For years I’ve been accused of being a “Neil Lennon hater.”

The irony is, in some ways I’ve undoubtedly lost my happy thoughts about him, but that wasn’t true at the time he was hired for his second stint at the job.

I’ve never rated Lennon as a manager, but I always admired and respected Lennon as a man.

The circumstances of the last few months have completely eroded that admiration and respect, to the point where I don’t believe it will ever come back.

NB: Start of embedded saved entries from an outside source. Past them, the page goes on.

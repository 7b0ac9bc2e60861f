use std::sync::Arc;

use crate::core::{
    features::extract_features,
    predictor::Predictor,
    scoring::{ScoringMode, Scorer},
};
use crate::models::{Profile, ScoredMentor};

/// How many mentors each scoring strategy handled in one ranking
#[derive(Debug, Clone, Copy, Default, PartialEq, Eq)]
pub struct RankingStats {
    pub learned: usize,
    pub coefficients: usize,
    pub fallback: usize,
    pub degraded: usize,
}

impl RankingStats {
    fn record(&mut self, mode: ScoringMode) {
        match mode {
            ScoringMode::Learned => self.learned += 1,
            ScoringMode::Coefficients => self.coefficients += 1,
            ScoringMode::Fallback => self.fallback += 1,
            ScoringMode::Degraded => self.degraded += 1,
        }
    }

    pub fn total(&self) -> usize {
        self.learned + self.coefficients + self.fallback + self.degraded
    }
}

/// Result of ranking mentors for one student
#[derive(Debug, Clone, PartialEq)]
pub struct RankedResult {
    pub mentors: Vec<ScoredMentor>,
    pub stats: RankingStats,
}

/// Ranks candidate mentors for a student
///
/// # Pipeline
/// 1. Feature extraction for each (student, mentor) pair
/// 2. Scoring, falling back per mentor when the predictor fails
/// 3. Stable sort by score, descending
#[derive(Debug, Clone, Default)]
pub struct Ranker {
    scorer: Arc<Scorer>,
}

impl Ranker {
    pub fn new(scorer: Scorer) -> Self {
        Self {
            scorer: Arc::new(scorer),
        }
    }

    pub fn with_predictor(predictor: Predictor) -> Self {
        Self::new(Scorer::new(predictor))
    }

    pub fn scorer(&self) -> &Scorer {
        &self.scorer
    }

    /// Score every mentor and order them best first
    ///
    /// Every input mentor appears in the output exactly once, as a copy
    /// carrying its `matchScore`. Mentors with equal scores keep their input
    /// order.
    ///
    /// # Arguments
    /// * `student` - The student being matched
    /// * `mentors` - Candidate mentors, in caller order
    pub fn rank(&self, student: &Profile, mentors: &[Profile]) -> RankedResult {
        let mut stats = RankingStats::default();

        let mut scored: Vec<ScoredMentor> = mentors
            .iter()
            .map(|mentor| {
                let features = extract_features(student, mentor);
                let outcome = self.scorer.score(&features);
                stats.record(outcome.mode);

                let mut mentor = mentor.record().clone();
                // A stale score from the client must not shadow the new one
                mentor.remove("matchScore");

                ScoredMentor {
                    mentor,
                    match_score: outcome.score,
                }
            })
            .collect();

        // sort_by is stable, so ties keep input order
        scored.sort_by(|a, b| b.match_score.cmp(&a.match_score));

        RankedResult {
            mentors: scored,
            stats,
        }
    }
}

People around me feel the same way, and some of them don’t want to feel like this.

They believe that time will be a great healer.

For me, though, Lennon is now the equivalent of an ex who cheated on you or dumped you for no reason; I don’t wish him ill, but I would rather never think of him again.

There are some, though, for whom today is a great tragedy and there’s an outpouring of sympathy and even in some places near grief.

I know a lot of those people, and I won’t knock them for that, but I won’t even pretend to understand any of it either any more than I understood those wretched hysterics who wailed on the telly over Diana dying in a Paris tunnel in 1997.

Lennon was an icon for a lot of people in our support; it’s one of the reasons we should never have hired him in the first place, and it’s one of the reasons why we did.

The board knew they could get away with it, they knew that there would be a hard-core amongst our fan-base which would protect this guy, and therefore the decision itself, from even the most deserved criticism.

From the minute that decision was announced to mostly shocked fans in the aftermath of the Hampden game, in what some have described as “the worst shower scene since Psycho” those of us who questioned it were being flamed by the guardians of Lennon’s reputation and honour. That has never stopped.

The deeper the crisis, the deeper their commitment to defending him from the rest of us.

Even now, some of them are frantically trying to re-write history on his behalf.

Some seem almost pathologically determined to try to convince us that he was the best choice in 2019. They are determined that he was outdone here by board interference, the effects of the virus, a conspiracy involving refs, the SFA and the Scottish Government, a media which was out to get him and sabotage from within his own dressing room.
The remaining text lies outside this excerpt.